Estas dos razones fundamentales que se derivan de la fidelidad a la verdad sirven para explicar su enorme valor, un valor que sin embargo no se tiene en cuenta, y de ahí que el sometimiento del fuerte sobre el débil haya sido una tónica que se ha repetido innumerables veces en las sociedades de la historia. De hecho, es lamentable admitir que las personas que forman la masa de la sociedad actual han tendido a preferir ser sometidos mediante el engaño sin pararse nunca a pensar porqué son sometidos, sin decidirse nunca a buscar la verdad. Ésta preferencia irracional ha contribuido definitivamente a forjar la idea de justificar la necesidad de una élite que someta a la mayoría. Puesto que a las masas les da igual si les mienten o no, es más, si con la mentira les prometen una vida colmada de deseos y supuesta felicidad, a pesar de que en la mayoría de los casos se queda en simples promesas, es decir, engaños, mientras que con la verdad solo recibirán castigo y aislamiento, sin duda, las masas elegirán su adhesión hacia la élite y por tanto a un mundo plagado de mentiras.

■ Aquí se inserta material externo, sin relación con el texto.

use rust_decimal::Decimal;

use crate::models::{Listing, MarketSnapshot, Platform, PlatformListings, PriceStats, StatsBreakdown};

/// Decimal places kept on every statistic.
const STATS_DP: u32 = 2;

/// Min, max, median and mean of the listing prices, each rounded to two
/// places with banker's rounding. Empty input yields all zeros.
pub fn price_stats(listings: &[Listing]) -> PriceStats {
    if listings.is_empty() {
        return PriceStats::default();
    }

    let mut prices: Vec<Decimal> = listings.iter().map(|l| l.price).collect();
    prices.sort();

    let count = prices.len();
    let min = prices[0];
    let max = prices[count - 1];

    let mid = count / 2;
    let median = if count % 2 == 0 {
        midpoint(prices[mid - 1], prices[mid])
    } else {
        prices[mid]
    };
    let average = mean(&prices).clamp(min, max);

    PriceStats {
        min: min.round_dp(STATS_DP),
        max: max.round_dp(STATS_DP),
        median: median.round_dp(STATS_DP),
        average: average.round_dp(STATS_DP),
        count,
    }
}

fn midpoint(a: Decimal, b: Decimal) -> Decimal {
    let two = Decimal::from(2);
    match a.checked_add(b) {
        Some(sum) => sum / two,
        None => (a / two).saturating_add(b / two),
    }
}

/// Falls back to summing `price / count` when the plain sum would exceed
/// the `Decimal` range.
fn mean(prices: &[Decimal]) -> Decimal {
    let count = Decimal::from(prices.len());
    match prices
        .iter()
        .try_fold(Decimal::ZERO, |acc, price| acc.checked_add(*price))
    {
        Some(sum) => sum / count,
        None => prices
            .iter()
            .fold(Decimal::ZERO, |acc, price| acc.saturating_add(*price / count)),
    }
}

pub fn stats_breakdown(listings: &PlatformListings) -> StatsBreakdown {
    let all = listings.all();
    StatsBreakdown {
        overall: price_stats(&all),
        ricardo: price_stats(listings.for_platform(Platform::Ricardo)),
        tutti: price_stats(listings.for_platform(Platform::Tutti)),
        ebay: price_stats(listings.for_platform(Platform::Ebay)),
    }
}

/// Merges per-platform results into the snapshot returned to callers.
pub fn snapshot(listings: PlatformListings) -> MarketSnapshot {
    let stats = stats_breakdown(&listings);
    let all_listings = listings.all();
    MarketSnapshot {
        listings,
        all_listings,
        stats,
    }
}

Procesos como estos, propios de una sociedad de masas controlada por una élite poderosa son una clarísima explicación de que dicha sociedad funciona con medias tintas y falsas verdades, con el consentimiento y justificación de la mayoría hacia la élite y la inmensa totalidad de adaptación hacia un mundo tremenda e injustamente falso. Todos los días, a todas horas se repiten actos de alabanza y apología a la mentira e indiferencia a la verdad, y nadie se inmuta, dejando como resultado un mundo inconmensurablemente cruel y despiadado. Ocultamientos a la verdad como las trágicas consecuencias ambientales y exterminio de especies por culpa del consumo frenético, ocultamientos a la verdad como la esclavitud y holocausto que padecen millones de animales, ocultamiento a la verdad que esconde el avance tecnológico, ocultamiento a la verdad que esconde la publicidad, ocultamiento a la verdad que esconde la dominación histórica de la humanidad justificando el proceso de civilización y el exterminio de las sociedades no civilizadas y un largo etcétera.

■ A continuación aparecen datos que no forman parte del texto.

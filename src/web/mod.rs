use axum::{
    extract::DefaultBodyLimit,
    middleware as axum_middleware,
    response::{IntoResponse, Response},
    routing::{get, post},
    Router,
};
use std::any::Any;
use std::sync::Arc;
use tower::ServiceBuilder;
use tower_http::{
    catch_panic::CatchPanicLayer,
    compression::CompressionLayer,
    cors::CorsLayer,
    trace::{DefaultMakeSpan, DefaultOnResponse, TraceLayer},
};
use tracing::Level;

use crate::{AppConfig, PriceAnalyzer};

pub mod handlers;
pub mod middleware;
pub mod responses;

pub use handlers::{analyze, health_check, search, SearchRequest};
pub use middleware::request_logging;
pub use responses::*;

#[derive(Clone)]
pub struct AppState {
    pub analyzer: Arc<PriceAnalyzer>,
    pub config: AppConfig,
}

pub fn create_router(state: AppState) -> Router {
    let body_limit = state.config.server.max_body_bytes;

    Router::new()
        // Health check
        .route("/health", get(health_check))

        // API routes
        .nest("/api", api_routes())

        // Add middleware
        .layer(
            ServiceBuilder::new()
                .layer(TraceLayer::new_for_http()
                    .make_span_with(DefaultMakeSpan::new().level(Level::INFO))
                    .on_response(DefaultOnResponse::new().level(Level::INFO)))
                .layer(CompressionLayer::new())
                .layer(CorsLayer::permissive())
                .layer(CatchPanicLayer::custom(panic_response))
                .layer(axum_middleware::from_fn(request_logging))
                .layer(DefaultBodyLimit::max(body_limit))
        )
        .with_state(state)
}

fn api_routes() -> Router<AppState> {
    Router::new()
        .route("/analyze", post(analyze))
        .route("/search", post(search))
}

fn panic_response(err: Box<dyn Any + Send + 'static>) -> Response {
    let detail = if let Some(s) = err.downcast_ref::<String>() {
        s.clone()
    } else if let Some(s) = err.downcast_ref::<&str>() {
        s.to_string()
    } else {
        "unknown panic".to_string()
    };

    tracing::error!(panic = %detail, "Handler panicked");
    ApiError::internal_with_debug("Server error: request handler panicked", detail).into_response()
}

pub async fn serve(config: AppConfig, state: AppState) -> anyhow::Result<()> {
    let app = create_router(state);

    let listener = tokio::net::TcpListener::bind(
        format!("{}:{}", config.server.host, config.server.port)
    ).await?;

    tracing::info!(
        "Server starting on {}:{}",
        config.server.host,
        config.server.port
    );

    axum::serve(listener, app)
        .with_graceful_shutdown(shutdown_signal())
        .await?;

    tracing::info!("Server stopped");
    Ok(())
}

async fn shutdown_signal() {
    if let Err(e) = tokio::signal::ctrl_c().await {
        tracing::error!("Failed to listen for shutdown signal: {}", e);
        return;
    }
    tracing::info!("Shutdown signal received, draining connections");
}
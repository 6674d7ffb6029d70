use axum::{
    extract::{rejection::JsonRejection, State},
    http::StatusCode,
    response::{IntoResponse, Json, Response},
};
use serde::Deserialize;
use validator::{Validate, ValidationErrors};

use crate::analyzer::{AnalyzeOutcome, AnalyzeRequest, NO_SEARCH_TERM_ERROR, QUERY_REQUIRED_ERROR};
use crate::models::SearchReport;
use super::{ApiError, AppState, HealthResponse, RecognitionFailure};

#[derive(Debug, Deserialize, Validate)]
pub struct SearchRequest {
    #[serde(default)]
    #[validate(length(min = 1, max = 500, message = "Search query required"))]
    pub query: String,
}

fn validation_message(errors: &ValidationErrors) -> String {
    errors
        .field_errors()
        .values()
        .flat_map(|errs| errs.iter())
        .find_map(|e| e.message.as_ref().map(|m| m.to_string()))
        .unwrap_or_else(|| errors.to_string())
}

fn reject_body(rejection: JsonRejection) -> ApiError {
    if rejection.status() == StatusCode::PAYLOAD_TOO_LARGE {
        return ApiError::PayloadTooLarge(rejection.body_text());
    }
    ApiError::bad_request(format!("Invalid JSON body: {}", rejection.body_text()))
}

pub async fn analyze(
    State(state): State<AppState>,
    payload: Result<Json<AnalyzeRequest>, JsonRejection>,
) -> Result<Response, ApiError> {
    let Json(request) = payload.map_err(reject_body)?;

    let response = match state.analyzer.analyze(request).await? {
        AnalyzeOutcome::Complete(report) => Json(report).into_response(),
        AnalyzeOutcome::RecognitionFailed(result) => {
            tracing::warn!(error = ?result.error, "Returning recognition failure");
            Json(RecognitionFailure::failed(result)).into_response()
        }
        AnalyzeOutcome::NoSearchTerm(result) => {
            Json(RecognitionFailure::no_search_term(NO_SEARCH_TERM_ERROR, result)).into_response()
        }
    };

    Ok(response)
}

pub async fn search(
    State(state): State<AppState>,
    payload: Result<Json<SearchRequest>, JsonRejection>,
) -> Result<Json<SearchReport>, ApiError> {
    let Json(request) = payload.map_err(reject_body)?;

    if request.query.trim().is_empty() {
        return Err(ApiError::bad_request(QUERY_REQUIRED_ERROR));
    }
    request
        .validate()
        .map_err(|e| ApiError::bad_request(validation_message(&e)))?;

    let report = state.analyzer.search(&request.query).await?;
    Ok(Json(report))
}

pub async fn health_check() -> Json<HealthResponse> {
    Json(HealthResponse::healthy())
}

Pero no es el ocultamiento a la verdad la cúspide del problema, sino como hemos dicho antes, la falta de valor de la verdad, pues ¿de qué sirve decir la verdad si casi todo el mundo permanece indiferente a ella? Cuando estos ocultamientos son rebasados gracias a la valentía de unas pocas personas, cuando la verdad sale a la luz, cabría esperar una reacción mundial que jamás se produce precisamente por esto: la verdad se ha vuelto relativa en todas partes y por tanto justificable cultural, moral o religiosamente, es decir, circunstancialmente, y la relación que existe entre verdad y juicio o verdad y libertad son a su vez ignoradas o explicadas por dicha relatividad.

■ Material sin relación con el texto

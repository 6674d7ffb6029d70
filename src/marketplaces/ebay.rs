use async_trait::async_trait;
use serde::{Deserialize, Serialize};
use std::time::Duration;
use url::Url;

use super::html::{HtmlProfile, NodeMatcher, url_with_segments};
use super::paginated::{ApiPrice, Page, PageSource, decode_page, ensure_json};
use crate::models::{Listing, Platform};
use crate::utils::error::{AppError, Result};

const OPERATION: &str = "findCompletedItems";
const SERVICE_VERSION: &str = "1.0.0";

/// Completed-sales search page; every row is a sold item.
pub fn html_profile() -> Result<HtmlProfile> {
    Ok(HtmlProfile {
        platform: Platform::Ebay,
        items: NodeMatcher::with_class("div", "^s-item__info$")?,
        titles: vec![NodeMatcher::with_class("div", "^s-item__title$")?],
        prices: vec![NodeMatcher::with_class("span", "^s-item__price$")?],
        sold: true,
        search_url: sold_search_url,
    })
}

fn sold_search_url(base: &str, query: &str) -> Result<Url> {
    let mut url = url_with_segments(base, &["sch", "i.html"])?;
    url.query_pairs_mut()
        .append_pair("_nkw", query)
        .append_pair("LH_Sold", "1")
        .append_pair("LH_Complete", "1");
    Ok(url)
}

#[derive(Debug, Serialize)]
#[serde(rename_all = "camelCase")]
struct FindingRequest<'a> {
    keywords: &'a str,
    pagination_input: PaginationInput,
    item_filter: Vec<ItemFilter>,
    output_selector: [&'static str; 2],
}

#[derive(Debug, Serialize)]
#[serde(rename_all = "camelCase")]
struct PaginationInput {
    entries_per_page: u32,
    page_number: u32,
}

#[derive(Debug, Serialize)]
struct ItemFilter {
    name: &'static str,
    value: &'static str,
}

impl<'a> FindingRequest<'a> {
    fn sold_items(keywords: &'a str, page_number: u32, entries_per_page: u32) -> Self {
        Self {
            keywords,
            pagination_input: PaginationInput {
                entries_per_page,
                page_number,
            },
            item_filter: vec![ItemFilter {
                name: "SoldItemsOnly",
                value: "true",
            }],
            output_selector: ["SellerInfo", "PictureURLLarge"],
        }
    }
}

/// Top-level shapes the Finding service answers with. Every nested value
/// is wrapped in a single-element array.
#[derive(Debug, Deserialize)]
#[serde(untagged)]
enum FindingReply {
    Completed {
        #[serde(rename = "findCompletedItemsResponse")]
        responses: Vec<FindingResponse>,
    },
    Fault {
        #[serde(rename = "errorMessage")]
        error_message: serde_json::Value,
    },
}

#[derive(Debug, Deserialize)]
struct FindingResponse {
    #[serde(rename = "searchResult", default)]
    search_result: Vec<SearchResult>,
}

#[derive(Debug, Deserialize)]
struct SearchResult {
    #[serde(default)]
    item: Vec<serde_json::Value>,
}

#[derive(Debug, Deserialize)]
struct FindingItem {
    #[serde(default)]
    title: Vec<String>,
    #[serde(rename = "sellingStatus", default)]
    selling_status: Vec<SellingStatus>,
}

#[derive(Debug, Deserialize)]
struct SellingStatus {
    #[serde(rename = "currentPrice", default)]
    current_price: Vec<Amount>,
}

#[derive(Debug, Deserialize)]
struct Amount {
    #[serde(rename = "__value__")]
    value: ApiPrice,
}

impl FindingItem {
    fn into_listing(self) -> Option<Listing> {
        let title = self.title.into_iter().next()?;
        let price = self
            .selling_status
            .first()?
            .current_price
            .first()?
            .value
            .to_decimal()?;
        Listing::new(&title, price, Platform::Ebay).map(Listing::sold)
    }
}

/// Unwraps `findCompletedItemsResponse[0].searchResult[0].item`. A missing
/// response element is an error; a missing result or item list is an
/// empty page.
fn unwrap_items(body: &str) -> Result<Vec<serde_json::Value>> {
    let reply: FindingReply = serde_json::from_str(body)
        .map_err(|e| AppError::marketplace("eBay", format!("unexpected response envelope: {}", e)))?;

    match reply {
        FindingReply::Completed { responses } => {
            let response = responses.into_iter().next().ok_or_else(|| {
                AppError::marketplace("eBay", "findCompletedItemsResponse is empty")
            })?;
            Ok(response
                .search_result
                .into_iter()
                .next()
                .map(|result| result.item)
                .unwrap_or_default())
        }
        FindingReply::Fault { error_message } => Err(AppError::marketplace(
            "eBay",
            format!("service fault: {}", error_message),
        )),
    }
}

/// Finding service `findCompletedItems` restricted to sold items.
pub struct EbayFindingApi {
    http: reqwest::Client,
    url: String,
    app_id: String,
    timeout: Duration,
}

impl EbayFindingApi {
    pub fn new(
        http: reqwest::Client,
        url: impl Into<String>,
        app_id: impl Into<String>,
        timeout: Duration,
    ) -> Self {
        Self {
            http,
            url: url.into(),
            app_id: app_id.into(),
            timeout,
        }
    }
}

#[async_trait]
impl PageSource for EbayFindingApi {
    fn platform(&self) -> Platform {
        Platform::Ebay
    }

    async fn fetch_page(&self, query: &str, page_index: u32, page_size: u32) -> Result<Page> {
        let payload = FindingRequest::sold_items(query, page_index + 1, page_size);
        let response = self
            .http
            .post(&self.url)
            .header("X-EBAY-SOA-OPERATION-NAME", OPERATION)
            .header("X-EBAY-SOA-SERVICE-VERSION", SERVICE_VERSION)
            .header("X-EBAY-SOA-SECURITY-APPNAME", &self.app_id)
            .header("X-EBAY-SOA-REQUEST-DATA-FORMAT", "JSON")
            .json(&payload)
            .timeout(self.timeout)
            .send()
            .await?;

        let status = response.status();
        if !status.is_success() {
            return Err(AppError::UpstreamStatus {
                status: status.as_u16(),
            });
        }
        ensure_json(Platform::Ebay, &response)?;

        let body = response.text().await?;
        let items = unwrap_items(&body)?;
        Ok(decode_page(Platform::Ebay, items, FindingItem::into_listing))
    }
}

Para corroborar lo extraño que resulta la especie humana y sus inabarcables contradicciones, podemos argumentar que la verdad asoma de su represión en las relaciones más íntimas y personales en las que muchísima gente valora que su pareja o sus amigos le sean fieles, es decir, le sean sinceros, le cuenten la verdad y no los engañen nunca; una exigencia extendida que colma el egoísmo de cada cuál, reclamando verdad para nosotros pero sólo para nosotros. Esta racionalización que podemos llamar “atisbos de verdad” y que demuestra que la verdad no es que esté perdida, sino que está reprimida en el subconsciente, se quedan en nada si no se aplican al conjunto de la sociedad y hacia un altruismo que se extienda hacia todo ser vivo. ¿Por qué valoramos tanto la fidelidad a la verdad en nuestras relaciones más íntimas mientras que al mismo tiempo permitimos que nos avasallen con anuncios publicitarios, que representan uno de los atentados más graves a la verdad? ¿Por qué exigimos sinceridad hacia nosotros y al mismo tiempo giramos la cabeza cuando alguien nos cuenta verdades incómodas que suceden lejos de nuestras casas y que nos ponen en entredicho?

La respuesta está en el miedo ancestral que experimentamos hacia la verdad y por tanto hacia extraer la esencia de su valor. Mientras sigamos anclados en un mundo ficticio persiguiendo sueños inalcanzables al margen de la realidad, la verdad seguirá en el subconsciente reprimida sin permitir al ser humano salir del atolladero en el que se encuentra y en el que ha metido de forma inconsciente a todo ser viviente.